We have the right to protest. However, there are several things happening here.
It will be recalled that we headed to the polls and voting went relatively smoothly Monday. The international and local observers are the ones who said so. However, it went all downhill after. Both the Coalition and the Opposition claimed victory.
It will be remiss of me not slam both sides for their premature posture that raised the tension temperature to alarming levels.
Can we blame the supporters of the Coalition who camped out in front of the GECOM’s operations centre on High and Hadfield Streets? They were told that the Coalition won.
Can we blame the protestors, largely Opposition persons, for blocking the roads? They were told that their party won.
I saw scenes of the Opposition and others storming past police ranks and attempting to enter the office of the Chair of the GECOM, Justice (Ret’d) Claudette Singh.
There was controversy over the “announcement” of the results of Region 4 by Returning Officer, Clairmont Mingo. It was deemed a deviation from established procedures of verifying the statement of polls with party officials and observers.
However, lawyers for the Coalition are arguing that Mingo is only obligated to ascertaining the numbers and announcing, a claim that is hotly contested by the Opposition.
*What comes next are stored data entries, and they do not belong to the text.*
/// Canonical viewing planes. Each one is named after the plane it shows, and
/// is orthogonal to [`Orientation::normal_axis`].
#[derive(Clone, Copy, Debug, PartialEq, Eq, Hash)]
pub enum Orientation {
    Axial,
    Coronal,
    Sagittal,
}

impl Orientation {
    pub const ALL: [Orientation; 3] = [
        Orientation::Axial,
        Orientation::Coronal,
        Orientation::Sagittal,
    ];

    /// Axis the plane is orthogonal to.
    pub fn normal_axis(self) -> Axis {
        match self {
            Orientation::Axial => Axis::Z,
            Orientation::Coronal => Axis::Y,
            Orientation::Sagittal => Axis::X,
        }
    }

    /// The two in-plane axes as (u, v).
    pub fn in_plane_axes(self) -> (Axis, Axis) {
        match self {
            // Looking down Z: X is width, Y is height
            Orientation::Axial => (Axis::X, Axis::Y),
            // Looking down Y: X is width, Z is height
            Orientation::Coronal => (Axis::X, Axis::Z),
            // Looking down X: Y is width, Z is height
            Orientation::Sagittal => (Axis::Y, Axis::Z),
        }
    }

    pub fn title(self) -> &'static str {
        match self {
            Orientation::Axial => "Axial",
            Orientation::Coronal => "Coronal",
            Orientation::Sagittal => "Sagittal",
        }
    }
}

/// One of the three volume axes. Also used to address a column of the
/// navigator basis (x′, y′, z′).
#[derive(Clone, Copy, Debug, PartialEq, Eq, Hash)]
pub enum Axis {
    X = 0,
    Y = 1,
    Z = 2,
}

impl Axis {
    pub const ALL: [Axis; 3] = [Axis::X, Axis::Y, Axis::Z];

    #[inline]
    pub fn index(self) -> usize {
        self as usize
    }
}

/// How samples inside a slab are combined. Values match the shader switch.
#[derive(Clone, Copy, Debug, Default, PartialEq, Eq)]
pub enum BlendMode {
    #[default]
    Single = 0,
    MaximumIntensity = 1,
    MinimumIntensity = 2,
    Mean = 3,
}

#[derive(Clone, Copy, Debug, Default, PartialEq, Eq)]
pub enum PixelFormat {
    #[default]
    Int16Signed,
    Int16Unsigned,
}

impl PixelFormat {
    pub fn bytes_per_voxel(self) -> usize {
        2
    }

    pub fn texture_format(self) -> wgpu::TextureFormat {
        match self {
            PixelFormat::Int16Signed => wgpu::TextureFormat::R16Sint,
            PixelFormat::Int16Unsigned => wgpu::TextureFormat::R16Uint,
        }
    }

    /// Full native range, used when a dataset does not declare one.
    pub fn default_intensity_range(self) -> (i32, i32) {
        match self {
            PixelFormat::Int16Signed => (i16::MIN as i32, i16::MAX as i32),
            PixelFormat::Int16Unsigned => (u16::MIN as i32, u16::MAX as i32),
        }
    }
}

/// Built-in demo datasets.
#[derive(Clone, Copy, Debug, PartialEq, Eq)]
pub enum BodyPart {
    Head,
    Chest,
}

impl BodyPart {
    pub fn name(self) -> &'static str {
        match self {
            BodyPart::Head => "head",
            BodyPart::Chest => "chest",
        }
    }
}

#[derive(Default)]
pub enum SortBy {
    #[default]
    ImagePositionPatient,
    TablePosition,
    InstanceNumber,
    None,
}
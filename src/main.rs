use std::env;

use dicom_mpr::{CalibrationOptions, MprSession, Slicer, SortBy, VolumeLoader};
use log::{error, info};

fn main() {
    env_logger::init();

    let directory = env::args().nth(1).unwrap_or_else(|| "dicom".to_string());
    let session = match VolumeLoader::load_from_directory(
        &directory,
        SortBy::ImagePositionPatient,
        CalibrationOptions::default(),
    )
    .map_err(|e| e.to_string())
    .and_then(|series| {
        MprSession::new(series.dataset, series.transform).map_err(|e| e.to_string())
    }) {
        Ok(session) => session,
        Err(e) => {
            error!("Could not load series from {directory}: {e}");
            MprSession::placeholder()
        }
    };

    let slicer = Slicer::new(session.dataset()).with_window(session.window());
    for (orientation, plane) in session.tri_planar() {
        let Some(image) = slicer.render_isotropic(&plane) else {
            error!("Could not render {} plane", orientation.title());
            continue;
        };
        let path = format!("{}.png", orientation.title().to_lowercase());
        match image.save(&path) {
            Ok(()) => info!("Saved {path}"),
            Err(e) => error!("Could not save {path}: {e}"),
        }
    }
}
As of today, at the time of writing, 112 hours (more than four days or nights) have passed since the voting. The country is heavily polarized. Accusations are flying back and forth and we have wasted millions. It is clear as day that the people of Guyana have been played.
Billions of dollars have been given to GECOM to manage an election. Reporters were called in preparation and told to apply for accreditation. They were told that a special place was prepared at the GECOM centre and they would be briefed.
Since Tuesday, GECOM has not briefed reporters.
In fact, the reporters were not allowed in since Tuesday. They were camped out in front.
On Friday, barriers were erected, and reporters and politicians pushed behind.
I am not here to tell you that the Coalition won or the Opposition won. I am here to tell you the people of Guyana are being held hostage.
I will stop here. I just cannot think anymore.
(The views expressed in this article are those of the author and do not necessarily reflect the opinions of this newspaper)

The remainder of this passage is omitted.